Wanted


Khaled Mouzanar est un salaud.

Avant tout parce qu’il a épousé Nadine Labaki. Il ne sait pas, le goujat, qu’une fille comme Nadine Labaki ne s’épouse pas ? Qu’une fille comme Nadine Labaki doit rester célibataire ? Quoi qu’il arrive. Sinon à quoi peuvent bien fantasmer tous ces buveurs de whiskey qui forment le nerf viril de notre belle nation ? 

Ensuite parce qu’il a du talent.

Du talent… Quelle idée ridicule ! Il ne peut pas se contenter des prout-prout-zim-boum-zim-boum que nous ressassent et repassent les radios à longueur d’ondes FM ? Il ne peut pas voler des musiques, en plagier d’autres, puis les signer de son nom, comme font certains génies locaux ?

Non, il faut à tout prix qu’il se fasse remarquer en composant des musiques originales. Musiques qui n’ont même pas le mérite d’être médiocres.

C’est abject, pas vrai ?

Et regardez-moi cette tignasse. Il ne peut pas se couper les cheveux ? Non mais c’est quoi ça ? De derrière on dirait une femme. Et comme il ne se rase pas, de devant on dirait une femme à barbe.

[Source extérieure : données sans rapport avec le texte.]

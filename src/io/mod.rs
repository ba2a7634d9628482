//! Export and import of boundary records, organized by format.
//!
//! # Format Modules
//!
//! - `json` - direct serialization of [`BoundaryRecord`]
//! - `geojson` - RFC 7946 `Polygon` Feature with measurements as properties
//! - `csv` - one row per vertex, measurements repeated on every row
//! - `svg` - thumbnails embedded in records

pub(crate) mod csv;
pub(crate) mod geojson;
pub(crate) mod json;
pub(crate) mod svg;

use std::{fmt, path::Path, str::FromStr};

use serde::{Deserialize, Serialize};

use crate::{
    error::{BoundaryError, BoundaryResult},
    store::{BoundaryRecord, RawBoundaryInput},
};

pub use csv::CSV_HEADER;
pub use svg::{render_thumbnail, ThumbnailOptions};

/// Serialization formats for export and import.
#[derive(Debug, Clone, Copy, PartialEq, Eq, Hash, Serialize, Deserialize)]
#[serde(rename_all = "lowercase")]
pub enum ExportFormat {
    Json,
    GeoJson,
    Csv,
}

impl ExportFormat {
    pub const ALL: [ExportFormat; 3] = [ExportFormat::Json, ExportFormat::GeoJson, ExportFormat::Csv];

    pub fn extension(self) -> &'static str {
        match self {
            ExportFormat::Json => "json",
            ExportFormat::GeoJson => "geojson",
            ExportFormat::Csv => "csv",
        }
    }

    pub fn content_type(self) -> &'static str {
        match self {
            ExportFormat::Json => "application/json",
            ExportFormat::GeoJson => "application/geo+json",
            ExportFormat::Csv => "text/csv",
        }
    }

    /// Infer the format from a file extension (case-insensitive).
    pub fn from_path(path: &Path) -> Option<Self> {
        path.extension()?.to_str()?.parse().ok()
    }
}

impl fmt::Display for ExportFormat {
    fn fmt(&self, f: &mut fmt::Formatter<'_>) -> fmt::Result {
        f.write_str(self.extension())
    }
}

impl FromStr for ExportFormat {
    type Err = BoundaryError;

    fn from_str(s: &str) -> Result<Self, Self::Err> {
        match s.to_ascii_lowercase().as_str() {
            "json" => Ok(ExportFormat::Json),
            "geojson" => Ok(ExportFormat::GeoJson),
            "csv" => Ok(ExportFormat::Csv),
            other => Err(BoundaryError::invalid_option("format", format!("unsupported format '{other}' (expected json, geojson or csv)"))),
        }
    }
}

/// An exported record ready to be offered as a download.
#[derive(Debug, Clone, PartialEq, Serialize, Deserialize)]
#[serde(rename_all = "camelCase")]
pub struct ExportedBoundary {
    pub data: String,
    pub filename: String,
    pub content_type: String,
}

/// `boundary_{toolType}_{YYYYMMDD}.{ext}`, dated by the record's timestamp.
pub fn export_filename(record: &BoundaryRecord, format: ExportFormat) -> String {
    format!("boundary_{}_{}.{}", record.tool_type, record.timestamp.format("%Y%m%d"), format.extension())
}

/// Serialize a record in `format`.
pub fn export_record(record: &BoundaryRecord, format: ExportFormat) -> BoundaryResult<ExportedBoundary> {
    let data = match format {
        ExportFormat::Json => json::write_boundary_json(record),
        ExportFormat::GeoJson => geojson::write_boundary_geojson(record),
        ExportFormat::Csv => csv::write_boundary_csv(record),
    }
    .map_err(|e| BoundaryError::export(format, format!("{e:#}")))?;

    Ok(ExportedBoundary {
        data,
        filename: export_filename(record, format),
        content_type: format.content_type().to_string(),
    })
}

/// Parse `data` in `format` into pipeline input.
pub fn parse_boundary(data: &str, format: ExportFormat) -> BoundaryResult<RawBoundaryInput> {
    match format {
        ExportFormat::Json => json::read_boundary_json(data),
        ExportFormat::GeoJson => geojson::read_boundary_geojson(data),
        ExportFormat::Csv => csv::read_boundary_csv(data),
    }
    .map_err(|e| BoundaryError::import(format, format!("{e:#}")))
}
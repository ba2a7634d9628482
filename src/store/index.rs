use std::collections::BTreeMap;

use serde::{Deserialize, Serialize};

use super::StorageLimits;

/// Keys written by a [`BoundaryStore`](super::BoundaryStore) and their
/// serialized sizes, persisted alongside the records.
#[derive(Debug, Clone, Default, PartialEq, Serialize, Deserialize)]
pub(super) struct StorageIndex {
    #[serde(default)]
    entries: BTreeMap<String, usize>,
}

impl StorageIndex {
    #[inline] pub fn len(&self) -> usize { self.entries.len() }

    #[inline] pub fn keys(&self) -> impl Iterator<Item = &String> { self.entries.keys() }

    pub fn total_bytes(&self) -> usize {
        self.entries.values().sum()
    }

    pub fn insert(&mut self, key: &str, bytes: usize) {
        self.entries.insert(key.to_string(), bytes);
    }

    pub fn remove(&mut self, key: &str) -> bool {
        self.entries.remove(key).is_some()
    }

    pub fn clear(&mut self) {
        self.entries.clear();
    }

    /// Whether writing `bytes` under `key` would break `limits`. An existing
    /// entry for `key` is replaced, not added to.
    pub fn would_exceed(&self, key: &str, bytes: usize, limits: &StorageLimits) -> bool {
        let existing = self.entries.get(key);
        let records = self.len() + usize::from(existing.is_none());
        let total = self.total_bytes() - existing.copied().unwrap_or(0) + bytes;
        records > limits.max_records || total > limits.max_total_bytes
    }
}

#[cfg(test)]
mod tests {
    use super::*;

    #[test]
    fn replacing_an_entry_does_not_grow_the_index() {
        let limits = StorageLimits { max_records: 1, max_total_bytes: 100 };
        let mut index = StorageIndex::default();
        assert!(!index.would_exceed("a", 60, &limits));
        index.insert("a", 60);

        assert!(!index.would_exceed("a", 90, &limits));
        assert!(index.would_exceed("a", 101, &limits));
        assert!(index.would_exceed("b", 10, &limits));
    }

    #[test]
    fn byte_total_tracks_entries() {
        let mut index = StorageIndex::default();
        index.insert("a", 10);
        index.insert("b", 5);
        assert_eq!(index.total_bytes(), 15);
        assert!(index.remove("a"));
        assert!(!index.remove("a"));
        assert_eq!(index.total_bytes(), 5);
        index.clear();
        assert_eq!(index.len(), 0);
    }
}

Quel bel exemple pour notre jeunesse !

Et voilà, qu’aux Murex D’or –cérémonie télévisuelle que nous envie le monde entier, et fait pâlir de jalousie les organisateurs des Grammy, des Billboard ou autres obscurs MTV Awards, voilà donc ce monsieur, cet énergumène, cet ignoble personnage, qui dit devant un parterre tout en paillettes et en silicones, et devant les citoyens téléphages de notre bienheureuse république, que les Libanais sont des cons.

Scandale !

Bon, il n’a pas utilisé le mot « con », mais c’est tout comme.

Et pourquoi il a dit ça ? Parce que les Libanais continuent, malgré tout ce qu’ils ont vécu depuis plus de 60 ans, à se diviser en tribus confessionnelles, à suivre en troupeau désordonné leur leader maximo, à toujours voter pour ceux qui les ont volés et spoliés, à s’insulter, à se déchirer et accessoirement à se faire la guerre en cassant tout sur leur passage. Quelle gageure !

Il est vraiment bête, ce Khaled Mouzanar.

Il ne sait pas qu’il ne faut jamais traiter les Libanais de cons. Pas en public. Pas à la télé. Pas en arabe.

Il vaut mieux les prendre pour des cons, aux Libanais. Ça oui, ça passe mieux.

S’il avait fait ça, s’il avait pris les Libanais pour des cons, s’il avait fait risette et dit d’un air pénétré et l’œil humide qu’il était ému, flatté, et qu’il ferait volontiers de tendres gougnougnous à son public chéri –tout en méprisant ce même public en lui offrant des déjections rythmées, personne n’aurait osé le critiquer. Toute la presse l’aurait encensé. Il aurait même pu être élu député, ou bien nommé ministre de la Culture, qui sait ? Et les présentateurs télé lui auraient donné du « ma3ali », la lippe adipeuse et le sourire obséquieux.

Il n’a vraiment rien compris…

Mais bon, le chemin de la rédemption existe, même pour des ostrogoths comme Khaled Mouzanar.

Il suffit qu’il quitte Nadine Labaki, épouse Myriam Klink, et passe le restant de ses jours à composer des odes à son minou.

Et quand on l’invitera à la télé, il aura l’obligeance de faire potiche.